Exercise directions: For the material that follows, list every line containing the word "RankOutput".

Source material:
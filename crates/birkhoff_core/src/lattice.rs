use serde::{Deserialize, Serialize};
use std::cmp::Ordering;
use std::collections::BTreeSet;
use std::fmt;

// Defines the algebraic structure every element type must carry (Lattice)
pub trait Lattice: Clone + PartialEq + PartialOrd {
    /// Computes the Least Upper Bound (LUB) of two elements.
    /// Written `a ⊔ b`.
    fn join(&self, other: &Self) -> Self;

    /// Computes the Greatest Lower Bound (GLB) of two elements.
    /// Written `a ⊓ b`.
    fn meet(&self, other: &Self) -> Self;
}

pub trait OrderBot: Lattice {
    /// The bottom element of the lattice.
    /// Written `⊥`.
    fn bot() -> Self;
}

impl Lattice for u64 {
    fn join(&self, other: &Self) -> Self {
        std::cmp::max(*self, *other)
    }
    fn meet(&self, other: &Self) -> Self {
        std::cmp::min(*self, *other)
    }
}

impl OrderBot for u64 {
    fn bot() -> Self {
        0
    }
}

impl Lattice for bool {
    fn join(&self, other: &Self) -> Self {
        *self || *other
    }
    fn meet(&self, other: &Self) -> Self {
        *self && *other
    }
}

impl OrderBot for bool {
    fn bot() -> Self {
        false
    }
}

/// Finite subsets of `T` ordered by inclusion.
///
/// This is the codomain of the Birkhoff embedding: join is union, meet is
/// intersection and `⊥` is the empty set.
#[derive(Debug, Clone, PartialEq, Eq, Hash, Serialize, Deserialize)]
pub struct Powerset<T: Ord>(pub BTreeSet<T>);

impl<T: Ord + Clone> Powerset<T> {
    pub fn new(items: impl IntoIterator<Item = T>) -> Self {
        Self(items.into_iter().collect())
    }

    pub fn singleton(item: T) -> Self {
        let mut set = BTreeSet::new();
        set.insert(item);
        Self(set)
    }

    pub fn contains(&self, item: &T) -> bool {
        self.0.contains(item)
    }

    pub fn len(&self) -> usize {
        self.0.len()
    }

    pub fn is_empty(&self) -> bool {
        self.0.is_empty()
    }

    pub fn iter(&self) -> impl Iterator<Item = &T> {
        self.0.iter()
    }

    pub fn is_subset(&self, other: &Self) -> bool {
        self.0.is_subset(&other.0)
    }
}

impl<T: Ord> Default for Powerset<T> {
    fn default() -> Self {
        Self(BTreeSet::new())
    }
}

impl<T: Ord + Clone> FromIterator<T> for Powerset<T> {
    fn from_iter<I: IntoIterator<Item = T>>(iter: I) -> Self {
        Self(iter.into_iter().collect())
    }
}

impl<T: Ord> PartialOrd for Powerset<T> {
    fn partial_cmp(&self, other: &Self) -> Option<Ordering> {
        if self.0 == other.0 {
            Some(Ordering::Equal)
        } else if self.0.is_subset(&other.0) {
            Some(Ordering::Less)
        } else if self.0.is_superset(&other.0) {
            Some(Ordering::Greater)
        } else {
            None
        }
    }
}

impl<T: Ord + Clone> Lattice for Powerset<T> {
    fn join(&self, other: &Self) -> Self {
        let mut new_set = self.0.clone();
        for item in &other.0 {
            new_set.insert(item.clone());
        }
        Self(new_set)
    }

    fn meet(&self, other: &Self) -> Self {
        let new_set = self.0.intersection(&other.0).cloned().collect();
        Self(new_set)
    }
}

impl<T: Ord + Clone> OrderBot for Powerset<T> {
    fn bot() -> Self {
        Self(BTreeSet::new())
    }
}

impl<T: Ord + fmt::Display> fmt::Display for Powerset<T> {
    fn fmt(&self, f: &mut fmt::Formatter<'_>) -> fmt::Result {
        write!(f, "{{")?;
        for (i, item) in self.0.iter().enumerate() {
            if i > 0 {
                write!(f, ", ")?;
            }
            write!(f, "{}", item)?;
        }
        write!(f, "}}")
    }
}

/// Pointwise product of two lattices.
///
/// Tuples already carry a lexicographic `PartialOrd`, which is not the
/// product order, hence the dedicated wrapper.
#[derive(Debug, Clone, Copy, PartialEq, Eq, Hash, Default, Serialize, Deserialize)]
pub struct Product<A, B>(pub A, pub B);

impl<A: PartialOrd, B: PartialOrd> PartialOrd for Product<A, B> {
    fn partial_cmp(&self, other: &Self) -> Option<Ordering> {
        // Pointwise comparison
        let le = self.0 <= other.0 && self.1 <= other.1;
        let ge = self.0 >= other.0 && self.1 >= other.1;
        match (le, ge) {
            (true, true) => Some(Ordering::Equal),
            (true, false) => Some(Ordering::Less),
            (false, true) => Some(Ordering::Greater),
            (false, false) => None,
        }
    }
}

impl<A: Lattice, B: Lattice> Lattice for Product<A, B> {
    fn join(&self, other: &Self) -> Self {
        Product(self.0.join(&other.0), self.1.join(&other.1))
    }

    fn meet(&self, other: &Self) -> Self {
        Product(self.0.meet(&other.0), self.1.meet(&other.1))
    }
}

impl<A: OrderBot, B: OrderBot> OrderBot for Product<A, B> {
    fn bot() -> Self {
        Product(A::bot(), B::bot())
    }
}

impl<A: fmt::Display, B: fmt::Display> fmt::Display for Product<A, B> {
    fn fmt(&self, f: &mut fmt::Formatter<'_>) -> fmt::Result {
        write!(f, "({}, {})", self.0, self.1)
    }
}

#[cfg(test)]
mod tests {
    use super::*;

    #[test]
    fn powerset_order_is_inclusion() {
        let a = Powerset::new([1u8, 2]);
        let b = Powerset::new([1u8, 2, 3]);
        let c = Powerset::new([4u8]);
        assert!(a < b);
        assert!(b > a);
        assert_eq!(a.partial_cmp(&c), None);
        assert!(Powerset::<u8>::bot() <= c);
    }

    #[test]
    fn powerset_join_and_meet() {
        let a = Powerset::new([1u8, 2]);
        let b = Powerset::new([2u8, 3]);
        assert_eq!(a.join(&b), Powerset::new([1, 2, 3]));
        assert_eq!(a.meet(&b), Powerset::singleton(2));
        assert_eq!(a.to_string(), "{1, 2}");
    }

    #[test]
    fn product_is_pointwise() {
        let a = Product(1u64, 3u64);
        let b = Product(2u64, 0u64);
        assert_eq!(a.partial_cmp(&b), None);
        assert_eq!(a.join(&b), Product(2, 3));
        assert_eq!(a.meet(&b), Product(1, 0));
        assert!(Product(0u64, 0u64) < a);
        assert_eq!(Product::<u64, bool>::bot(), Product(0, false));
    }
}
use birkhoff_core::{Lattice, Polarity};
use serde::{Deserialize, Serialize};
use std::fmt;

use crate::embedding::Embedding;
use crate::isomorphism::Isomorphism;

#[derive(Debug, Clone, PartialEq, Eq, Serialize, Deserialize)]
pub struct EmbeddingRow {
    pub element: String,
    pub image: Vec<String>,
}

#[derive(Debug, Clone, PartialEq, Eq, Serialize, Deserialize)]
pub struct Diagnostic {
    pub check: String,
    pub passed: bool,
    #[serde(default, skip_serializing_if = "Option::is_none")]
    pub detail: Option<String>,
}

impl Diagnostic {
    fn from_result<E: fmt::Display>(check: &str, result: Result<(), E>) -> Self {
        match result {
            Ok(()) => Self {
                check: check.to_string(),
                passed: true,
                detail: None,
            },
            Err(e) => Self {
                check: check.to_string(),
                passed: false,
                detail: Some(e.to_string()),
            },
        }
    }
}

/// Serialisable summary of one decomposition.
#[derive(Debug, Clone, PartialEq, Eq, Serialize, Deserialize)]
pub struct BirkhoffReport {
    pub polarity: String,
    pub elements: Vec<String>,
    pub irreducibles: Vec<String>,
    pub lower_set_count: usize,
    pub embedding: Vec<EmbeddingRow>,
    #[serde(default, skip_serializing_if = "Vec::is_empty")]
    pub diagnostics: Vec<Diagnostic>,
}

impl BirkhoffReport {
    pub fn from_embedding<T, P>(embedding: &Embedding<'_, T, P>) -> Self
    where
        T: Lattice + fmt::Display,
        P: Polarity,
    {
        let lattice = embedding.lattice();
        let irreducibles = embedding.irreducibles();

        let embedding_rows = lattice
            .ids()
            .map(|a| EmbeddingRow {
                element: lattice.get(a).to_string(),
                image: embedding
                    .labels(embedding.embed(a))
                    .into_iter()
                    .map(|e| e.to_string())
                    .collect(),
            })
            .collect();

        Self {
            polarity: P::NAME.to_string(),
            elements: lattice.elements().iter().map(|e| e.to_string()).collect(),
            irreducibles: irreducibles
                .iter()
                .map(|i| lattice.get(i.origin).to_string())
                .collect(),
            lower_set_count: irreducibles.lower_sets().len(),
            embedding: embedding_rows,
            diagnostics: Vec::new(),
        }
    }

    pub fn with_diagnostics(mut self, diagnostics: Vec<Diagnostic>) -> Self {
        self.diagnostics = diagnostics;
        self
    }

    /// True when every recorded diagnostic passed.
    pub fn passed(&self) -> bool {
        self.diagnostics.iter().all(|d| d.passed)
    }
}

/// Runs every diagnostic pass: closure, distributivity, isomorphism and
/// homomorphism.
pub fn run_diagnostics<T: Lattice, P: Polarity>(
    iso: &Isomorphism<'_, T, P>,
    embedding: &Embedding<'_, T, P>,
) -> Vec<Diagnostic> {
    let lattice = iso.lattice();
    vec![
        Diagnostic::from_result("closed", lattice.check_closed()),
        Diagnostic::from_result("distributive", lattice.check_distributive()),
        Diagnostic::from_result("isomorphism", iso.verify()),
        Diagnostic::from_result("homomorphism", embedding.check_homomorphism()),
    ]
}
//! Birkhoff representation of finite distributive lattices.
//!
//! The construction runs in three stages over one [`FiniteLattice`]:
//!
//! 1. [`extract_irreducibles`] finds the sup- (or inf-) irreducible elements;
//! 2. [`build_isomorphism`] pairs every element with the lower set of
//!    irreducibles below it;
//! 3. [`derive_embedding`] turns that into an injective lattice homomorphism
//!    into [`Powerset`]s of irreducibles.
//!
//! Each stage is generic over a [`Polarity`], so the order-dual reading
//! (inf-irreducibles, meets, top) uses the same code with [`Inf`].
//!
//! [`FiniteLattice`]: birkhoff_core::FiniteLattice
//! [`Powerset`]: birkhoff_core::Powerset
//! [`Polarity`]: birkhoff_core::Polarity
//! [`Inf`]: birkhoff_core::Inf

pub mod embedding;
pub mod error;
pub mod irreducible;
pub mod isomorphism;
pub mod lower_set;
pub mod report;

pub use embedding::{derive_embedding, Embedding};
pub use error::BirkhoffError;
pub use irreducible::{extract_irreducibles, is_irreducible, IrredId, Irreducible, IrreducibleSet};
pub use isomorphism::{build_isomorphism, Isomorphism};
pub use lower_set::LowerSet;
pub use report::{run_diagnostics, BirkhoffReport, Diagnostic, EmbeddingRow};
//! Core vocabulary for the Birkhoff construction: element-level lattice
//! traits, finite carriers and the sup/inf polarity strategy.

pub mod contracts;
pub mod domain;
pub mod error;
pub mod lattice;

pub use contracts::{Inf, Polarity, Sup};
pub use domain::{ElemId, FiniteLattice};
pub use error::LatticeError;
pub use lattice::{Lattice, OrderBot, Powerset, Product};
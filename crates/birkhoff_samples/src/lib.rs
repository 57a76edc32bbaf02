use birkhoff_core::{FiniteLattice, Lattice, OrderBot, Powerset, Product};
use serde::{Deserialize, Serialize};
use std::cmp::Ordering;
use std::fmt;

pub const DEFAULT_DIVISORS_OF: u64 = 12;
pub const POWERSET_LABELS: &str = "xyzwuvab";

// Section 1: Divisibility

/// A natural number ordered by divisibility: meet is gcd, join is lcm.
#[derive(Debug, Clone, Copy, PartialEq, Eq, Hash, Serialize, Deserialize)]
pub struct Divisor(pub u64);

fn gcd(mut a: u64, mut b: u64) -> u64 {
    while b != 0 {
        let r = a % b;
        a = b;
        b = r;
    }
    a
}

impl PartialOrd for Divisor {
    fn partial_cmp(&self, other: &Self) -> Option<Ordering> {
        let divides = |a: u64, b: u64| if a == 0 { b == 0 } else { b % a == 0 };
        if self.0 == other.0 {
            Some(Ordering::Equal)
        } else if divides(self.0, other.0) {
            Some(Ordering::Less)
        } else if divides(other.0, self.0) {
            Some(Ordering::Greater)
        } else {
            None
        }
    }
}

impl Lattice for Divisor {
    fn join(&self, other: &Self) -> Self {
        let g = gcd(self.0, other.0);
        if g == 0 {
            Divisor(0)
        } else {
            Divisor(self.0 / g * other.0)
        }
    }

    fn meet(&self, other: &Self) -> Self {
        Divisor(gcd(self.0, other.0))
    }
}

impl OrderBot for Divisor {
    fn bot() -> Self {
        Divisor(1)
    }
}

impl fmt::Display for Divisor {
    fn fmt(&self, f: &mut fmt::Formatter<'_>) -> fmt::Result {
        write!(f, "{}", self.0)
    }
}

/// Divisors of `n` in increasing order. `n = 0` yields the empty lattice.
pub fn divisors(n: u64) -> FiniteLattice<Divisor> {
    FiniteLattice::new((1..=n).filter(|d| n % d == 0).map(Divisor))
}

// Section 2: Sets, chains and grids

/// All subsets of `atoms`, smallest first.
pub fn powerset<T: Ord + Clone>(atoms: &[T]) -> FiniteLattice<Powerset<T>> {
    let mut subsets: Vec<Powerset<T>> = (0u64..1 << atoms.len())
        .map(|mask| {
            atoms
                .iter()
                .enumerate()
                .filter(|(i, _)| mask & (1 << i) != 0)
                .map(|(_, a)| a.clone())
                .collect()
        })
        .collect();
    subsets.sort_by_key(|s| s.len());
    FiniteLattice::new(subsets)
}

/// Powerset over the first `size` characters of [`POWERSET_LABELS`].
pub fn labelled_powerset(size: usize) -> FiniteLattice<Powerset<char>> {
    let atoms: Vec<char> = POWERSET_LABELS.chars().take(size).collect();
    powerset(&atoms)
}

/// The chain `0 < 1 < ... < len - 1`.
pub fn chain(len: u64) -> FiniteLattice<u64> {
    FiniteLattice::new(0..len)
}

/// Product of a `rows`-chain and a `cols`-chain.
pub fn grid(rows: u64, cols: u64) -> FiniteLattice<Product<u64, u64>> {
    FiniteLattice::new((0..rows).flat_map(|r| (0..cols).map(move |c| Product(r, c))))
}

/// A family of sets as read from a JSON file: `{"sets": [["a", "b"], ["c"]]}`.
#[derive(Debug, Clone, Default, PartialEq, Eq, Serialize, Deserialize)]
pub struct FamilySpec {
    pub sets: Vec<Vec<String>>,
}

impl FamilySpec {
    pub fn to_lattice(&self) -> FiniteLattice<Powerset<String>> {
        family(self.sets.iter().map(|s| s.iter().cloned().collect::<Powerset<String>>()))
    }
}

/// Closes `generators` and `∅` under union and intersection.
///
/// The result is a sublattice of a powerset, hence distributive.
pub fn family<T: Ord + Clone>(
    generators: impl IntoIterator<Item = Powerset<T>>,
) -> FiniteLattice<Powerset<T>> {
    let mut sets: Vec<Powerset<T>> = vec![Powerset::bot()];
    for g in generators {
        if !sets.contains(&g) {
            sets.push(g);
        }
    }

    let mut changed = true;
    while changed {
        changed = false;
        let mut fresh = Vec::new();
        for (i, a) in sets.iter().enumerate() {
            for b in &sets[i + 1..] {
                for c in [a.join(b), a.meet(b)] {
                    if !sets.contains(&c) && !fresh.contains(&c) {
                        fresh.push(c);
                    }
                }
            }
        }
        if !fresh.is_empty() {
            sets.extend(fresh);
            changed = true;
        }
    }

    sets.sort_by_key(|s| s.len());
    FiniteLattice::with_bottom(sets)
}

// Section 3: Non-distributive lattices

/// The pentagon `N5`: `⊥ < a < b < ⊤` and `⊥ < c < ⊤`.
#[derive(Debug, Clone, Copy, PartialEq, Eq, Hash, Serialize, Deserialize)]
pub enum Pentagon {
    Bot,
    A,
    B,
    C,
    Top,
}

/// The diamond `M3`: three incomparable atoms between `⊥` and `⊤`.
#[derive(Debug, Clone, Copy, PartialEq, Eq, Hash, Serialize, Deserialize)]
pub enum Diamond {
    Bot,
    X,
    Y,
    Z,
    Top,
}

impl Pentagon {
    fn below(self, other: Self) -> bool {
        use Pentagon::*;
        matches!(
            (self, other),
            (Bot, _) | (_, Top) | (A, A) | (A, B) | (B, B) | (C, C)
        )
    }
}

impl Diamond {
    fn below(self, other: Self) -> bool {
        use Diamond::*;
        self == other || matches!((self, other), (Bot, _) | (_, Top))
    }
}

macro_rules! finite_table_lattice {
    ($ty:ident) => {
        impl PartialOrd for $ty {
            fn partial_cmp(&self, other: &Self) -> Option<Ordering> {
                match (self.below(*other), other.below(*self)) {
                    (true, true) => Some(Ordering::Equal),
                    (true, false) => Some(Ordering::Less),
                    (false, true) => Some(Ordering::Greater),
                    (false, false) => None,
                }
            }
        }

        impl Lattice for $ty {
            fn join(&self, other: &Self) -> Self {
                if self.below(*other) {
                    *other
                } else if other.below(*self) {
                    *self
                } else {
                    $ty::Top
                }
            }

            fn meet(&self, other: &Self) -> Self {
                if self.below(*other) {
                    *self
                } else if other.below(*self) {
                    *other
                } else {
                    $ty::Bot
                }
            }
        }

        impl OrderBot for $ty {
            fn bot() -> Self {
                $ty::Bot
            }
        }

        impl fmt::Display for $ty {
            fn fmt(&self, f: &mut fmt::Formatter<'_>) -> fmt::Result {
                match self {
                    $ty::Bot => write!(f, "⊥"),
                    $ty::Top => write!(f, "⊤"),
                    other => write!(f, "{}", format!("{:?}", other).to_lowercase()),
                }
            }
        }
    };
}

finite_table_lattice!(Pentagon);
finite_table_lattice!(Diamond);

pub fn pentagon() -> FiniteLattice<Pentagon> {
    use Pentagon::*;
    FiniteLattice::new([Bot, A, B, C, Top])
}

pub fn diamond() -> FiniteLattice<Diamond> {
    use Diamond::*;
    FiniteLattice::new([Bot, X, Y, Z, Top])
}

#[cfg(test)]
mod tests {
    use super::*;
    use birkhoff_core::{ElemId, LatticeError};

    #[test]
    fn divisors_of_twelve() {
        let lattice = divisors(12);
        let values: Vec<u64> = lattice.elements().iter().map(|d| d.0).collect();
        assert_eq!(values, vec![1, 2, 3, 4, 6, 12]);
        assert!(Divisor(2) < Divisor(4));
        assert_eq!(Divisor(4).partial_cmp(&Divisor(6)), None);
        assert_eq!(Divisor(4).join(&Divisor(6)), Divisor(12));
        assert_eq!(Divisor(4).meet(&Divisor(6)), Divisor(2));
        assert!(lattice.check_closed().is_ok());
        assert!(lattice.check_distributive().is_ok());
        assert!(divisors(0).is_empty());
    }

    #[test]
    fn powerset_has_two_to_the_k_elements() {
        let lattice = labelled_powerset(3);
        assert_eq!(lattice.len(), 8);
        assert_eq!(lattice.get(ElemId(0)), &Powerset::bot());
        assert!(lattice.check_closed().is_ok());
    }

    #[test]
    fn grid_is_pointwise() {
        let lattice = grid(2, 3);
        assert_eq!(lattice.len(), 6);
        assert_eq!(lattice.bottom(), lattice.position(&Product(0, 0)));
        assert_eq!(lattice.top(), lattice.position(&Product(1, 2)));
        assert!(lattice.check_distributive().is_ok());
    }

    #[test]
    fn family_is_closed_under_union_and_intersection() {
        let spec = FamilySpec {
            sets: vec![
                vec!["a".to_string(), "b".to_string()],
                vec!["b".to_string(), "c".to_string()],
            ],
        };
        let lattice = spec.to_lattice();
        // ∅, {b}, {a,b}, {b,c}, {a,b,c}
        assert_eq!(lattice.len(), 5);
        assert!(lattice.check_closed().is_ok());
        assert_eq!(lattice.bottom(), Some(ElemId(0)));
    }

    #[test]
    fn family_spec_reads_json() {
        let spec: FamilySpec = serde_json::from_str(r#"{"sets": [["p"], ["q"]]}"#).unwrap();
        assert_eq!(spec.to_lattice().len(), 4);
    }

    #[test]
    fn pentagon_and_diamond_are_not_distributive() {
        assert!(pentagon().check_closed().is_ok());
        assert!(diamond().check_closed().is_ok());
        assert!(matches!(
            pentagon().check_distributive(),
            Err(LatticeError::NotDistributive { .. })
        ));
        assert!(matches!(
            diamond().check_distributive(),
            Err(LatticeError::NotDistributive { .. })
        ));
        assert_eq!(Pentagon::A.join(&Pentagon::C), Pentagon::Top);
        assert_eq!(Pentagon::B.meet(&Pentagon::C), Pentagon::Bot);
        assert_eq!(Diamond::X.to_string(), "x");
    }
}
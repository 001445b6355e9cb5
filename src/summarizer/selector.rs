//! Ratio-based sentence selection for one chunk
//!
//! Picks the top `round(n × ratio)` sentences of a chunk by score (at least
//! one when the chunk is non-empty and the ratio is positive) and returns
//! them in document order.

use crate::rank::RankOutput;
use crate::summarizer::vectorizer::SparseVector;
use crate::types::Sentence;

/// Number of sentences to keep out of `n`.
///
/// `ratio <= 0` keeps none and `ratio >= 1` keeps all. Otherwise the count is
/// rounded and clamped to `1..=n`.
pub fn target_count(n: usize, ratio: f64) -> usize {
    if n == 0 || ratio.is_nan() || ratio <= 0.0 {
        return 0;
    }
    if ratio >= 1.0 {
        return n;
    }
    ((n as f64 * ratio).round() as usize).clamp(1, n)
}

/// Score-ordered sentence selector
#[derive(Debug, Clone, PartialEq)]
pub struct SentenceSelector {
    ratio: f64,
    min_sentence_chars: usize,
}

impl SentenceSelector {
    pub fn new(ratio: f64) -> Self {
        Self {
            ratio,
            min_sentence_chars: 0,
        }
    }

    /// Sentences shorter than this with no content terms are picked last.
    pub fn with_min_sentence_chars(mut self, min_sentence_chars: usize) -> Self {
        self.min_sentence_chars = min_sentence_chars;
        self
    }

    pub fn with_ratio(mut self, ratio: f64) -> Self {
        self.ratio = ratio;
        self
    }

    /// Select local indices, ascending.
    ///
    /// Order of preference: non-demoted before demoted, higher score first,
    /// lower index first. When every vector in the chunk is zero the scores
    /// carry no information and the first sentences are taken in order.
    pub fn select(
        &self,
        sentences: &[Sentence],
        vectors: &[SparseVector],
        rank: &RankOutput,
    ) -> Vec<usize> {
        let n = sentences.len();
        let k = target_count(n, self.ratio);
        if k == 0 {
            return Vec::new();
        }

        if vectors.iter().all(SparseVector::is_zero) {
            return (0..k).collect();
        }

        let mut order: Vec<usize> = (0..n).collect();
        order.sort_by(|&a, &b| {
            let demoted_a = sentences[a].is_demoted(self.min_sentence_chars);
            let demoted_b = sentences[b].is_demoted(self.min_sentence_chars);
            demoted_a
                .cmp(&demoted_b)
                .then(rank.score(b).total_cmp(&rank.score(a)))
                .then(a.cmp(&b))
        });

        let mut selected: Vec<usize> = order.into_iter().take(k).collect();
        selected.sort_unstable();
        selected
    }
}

Task answer:
use crate::rank::RankOutput;
        rank: &RankOutput,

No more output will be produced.